Daha sonra kürsüye gelen Çanakkale Valisi Orhan Tavlı, 15 Temmuz darbe girişimi gecesi Türkiye’nin önünün kesilmek istendiğini söyledi. Vali Tavlı konuşmasının devamında, “Ülkemizin millileşme ve özüne dönme adımları, bazı ülkeleri ve içimizdeki FETÖ'cü ve bölücü hainleri rahatsız etmiş, 15 Temmuz darbe girişimiyle ülkemizin önünün kesilmesi istenmiştir. İşte bu büyük milletin içinde var olan ve hiçbir zaman bitmeyecek Çanakkale ruhu, bu hain darbe girişimine 'dur' demiştir. Bu anlamda vatan savunması için canlarını feda eden şehitlerimize Allah'tan rahmet, yaralanıp gazi olanlarımıza da acil şifalar diliyorum. Demokrasimize, milli iradeye ve ülkemize zarar vermek için son günlerde Doğu ve Güneydoğu'da bölücü hainler tarafından acımasızca katledilen sivil iradenin sesi olan siyasetçilerimizi de rahmetle anarken bütün terör örgütlerini ve yandaşlarını kınıyor ve lanetliyoruz” diye konuştu.

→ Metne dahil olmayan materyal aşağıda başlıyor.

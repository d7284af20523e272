//! XML serialization of dataset trees
//!
//! Element order and namespaces follow the schema bundled under
//! `schemas/`; validation of the produced text lives in
//! [`crate::validate`].

use chrono::SecondsFormat;
use quick_xml::events::{BytesDecl, BytesEnd, BytesStart, BytesText, Event};
use quick_xml::Writer;
use std::io::Write;
use thiserror::Error;

use crate::dataset::{
    Dataset, DatasetReference, Envelope, FeaturePart, FixedDateRange, GeometryProperty,
    LocalizedText, LocationNode, Preamble, SeriesIdentifier, SRS_NAME,
};

const NS_S124: &str = "http://www.iho.int/S124/gml/1.0";
const NS_GML: &str = "http://www.opengis.net/gml/3.2";
const NS_S100: &str = "http://www.iho.int/s100gml/1.0";
const NS_XLINK: &str = "http://www.w3.org/1999/xlink";

/// Result type for serialization.
pub type Result<T> = std::result::Result<T, SerializeError>;

/// Failures while writing a dataset to text.
#[derive(Error, Debug)]
pub enum SerializeError {
    /// I/O error from the underlying writer
    #[error("I/O error: {0}")]
    Io(#[from] std::io::Error),

    /// XML writing error
    #[error("XML error: {0}")]
    Xml(#[from] quick_xml::Error),

    /// The produced bytes were not valid UTF-8
    #[error("UTF-8 error: {0}")]
    Utf8(#[from] std::string::FromUtf8Error),
}

/// Serialize a dataset tree to XML text, pretty-printed (2-space indent)
/// or compact.
pub fn to_xml(dataset: &Dataset, pretty: bool) -> Result<String> {
    let mut buffer = Vec::new();
    if pretty {
        let mut writer = Writer::new_with_indent(&mut buffer, b' ', 2);
        write_dataset(&mut writer, dataset)?;
    } else {
        let mut writer = Writer::new(&mut buffer);
        write_dataset(&mut writer, dataset)?;
    }
    Ok(String::from_utf8(buffer)?)
}

fn write_dataset<W: Write>(writer: &mut Writer<W>, dataset: &Dataset) -> Result<()> {
    writer.write_event(Event::Decl(BytesDecl::new("1.0", Some("UTF-8"), None)))?;

    let mut root = BytesStart::new("S124:DataSet");
    root.push_attribute(("xmlns:S124", NS_S124));
    root.push_attribute(("xmlns:gml", NS_GML));
    root.push_attribute(("xmlns:S100", NS_S100));
    root.push_attribute(("xmlns:xlink", NS_XLINK));
    root.push_attribute(("gml:id", dataset.id.as_str()));
    writer.write_event(Event::Start(root))?;

    if let Some(envelope) = &dataset.bounded_by {
        write_envelope(writer, envelope)?;
    }

    writer.write_event(Event::Start(BytesStart::new("S124:imember")))?;
    write_preamble(writer, &dataset.preamble)?;
    writer.write_event(Event::End(BytesEnd::new("S124:imember")))?;

    for part in &dataset.parts {
        writer.write_event(Event::Start(BytesStart::new("S124:member")))?;
        write_feature_part(writer, part)?;
        writer.write_event(Event::End(BytesEnd::new("S124:member")))?;
    }

    for reference in &dataset.references {
        writer.write_event(Event::Start(BytesStart::new("S124:imember")))?;
        write_reference(writer, reference)?;
        writer.write_event(Event::End(BytesEnd::new("S124:imember")))?;
    }

    writer.write_event(Event::End(BytesEnd::new("S124:DataSet")))?;
    Ok(())
}

fn write_text_element<W: Write>(writer: &mut Writer<W>, name: &str, text: &str) -> Result<()> {
    writer.write_event(Event::Start(BytesStart::new(name)))?;
    writer.write_event(Event::Text(BytesText::new(text)))?;
    writer.write_event(Event::End(BytesEnd::new(name)))?;
    Ok(())
}

fn pos_text(values: &[f64]) -> String {
    values
        .iter()
        .map(|value| value.to_string())
        .collect::<Vec<_>>()
        .join(" ")
}

fn write_envelope<W: Write>(writer: &mut Writer<W>, envelope: &Envelope) -> Result<()> {
    writer.write_event(Event::Start(BytesStart::new("gml:boundedBy")))?;
    let mut element = BytesStart::new("gml:Envelope");
    element.push_attribute(("srsName", SRS_NAME));
    writer.write_event(Event::Start(element))?;
    write_text_element(writer, "gml:lowerCorner", &pos_text(&envelope.lower_corner))?;
    write_text_element(writer, "gml:upperCorner", &pos_text(&envelope.upper_corner))?;
    writer.write_event(Event::End(BytesEnd::new("gml:Envelope")))?;
    writer.write_event(Event::End(BytesEnd::new("gml:boundedBy")))?;
    Ok(())
}

fn write_localized<W: Write>(
    writer: &mut Writer<W>,
    name: &str,
    text: &LocalizedText,
) -> Result<()> {
    writer.write_event(Event::Start(BytesStart::new(name)))?;
    write_text_element(writer, "S124:language", &text.language)?;
    write_text_element(writer, "S124:text", &text.text)?;
    writer.write_event(Event::End(BytesEnd::new(name)))?;
    Ok(())
}

fn write_location_node<W: Write>(
    writer: &mut Writer<W>,
    name: &str,
    node: &LocationNode,
) -> Result<()> {
    if node.location_names.is_empty() {
        writer.write_event(Event::Empty(BytesStart::new(name)))?;
        return Ok(());
    }
    writer.write_event(Event::Start(BytesStart::new(name)))?;
    for location_name in &node.location_names {
        write_localized(writer, "S124:locationName", location_name)?;
    }
    writer.write_event(Event::End(BytesEnd::new(name)))?;
    Ok(())
}

fn write_series<W: Write>(
    writer: &mut Writer<W>,
    name: &str,
    series: &SeriesIdentifier,
) -> Result<()> {
    writer.write_event(Event::Start(BytesStart::new(name)))?;
    write_text_element(writer, "S124:nameOfSeries", &series.name_of_series)?;
    if let Some(warning_type) = &series.warning_type {
        write_text_element(writer, "S124:typeOfWarning", warning_type.as_str())?;
    }
    write_text_element(writer, "S124:warningNumber", &series.warning_number.to_string())?;
    write_text_element(writer, "S124:year", &series.year.to_string())?;
    write_text_element(writer, "S124:productionAgency", &series.production_agency)?;
    write_text_element(writer, "S124:country", &series.country)?;
    write_text_element(writer, "S124:warningIdentifier", &series.warning_identifier)?;
    writer.write_event(Event::End(BytesEnd::new(name)))?;
    Ok(())
}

 Çanakkale Onsekiz Mart Üniversitesi’nin önemli bir kültür ve medeniyet mirasının merkezinde bulunduğunu belirten Vali Tavlı, “Üniversiteler, ülke sorunlarıyla ilgili ortaya koyacakları görüşler ve bilimsel çalışmalarla topluma önderlik etmekte ve toplumun ufkunu açmaktadırlar. Bu nedenle, ülkemizin geleceğini, milletimizin umut ve düşüncelerini şekillendiren kurumlar olarak da büyük öneme sahiptirler. ÇOMÜ, çok önemli kültür ve medeniyet mirasının merkezinde bulunduğundan ilimizin tarihi ve kültürel dokusu milli ve manevi değerlerimizi ilmek ilmek örerek şekillendiren Çanakkale ruhu, üniversitemizin ve akademisyenlerimizin ve sevgili gençlerimizin de sorumluluğunu bizlerin de sorumluluğunu bir kat daha artırmaktadır” şeklinde konuştu.
 Yapılan konuşmaların ardından Başbakan Yardımcısı Numan Kurtulmuş, ÇOMÜ 2016-2017 akademik açılış yılının ilk dersi olan 'Sykes-Picot’un 100. Yılında Bir Barış Vizyonu' konulu ders verdi.
Dikili Ağacı Oldu..
Başbakan Yardımcısı Numan Kurtulmuş ÇOMÜ'de fidan dikti
Çanakkale Onsekiz Mart Üniversitesi (ÇOMÜ) 2016-2017 Eğitim-Öğretim yılı açılış törenine katılmak üzere geldiği şehitler diyarında, Rektörlük binası önünde Fidan dikti. Fidan’a can suyunu eşi Sevgi Kurtulmuş ile birlikte verdi.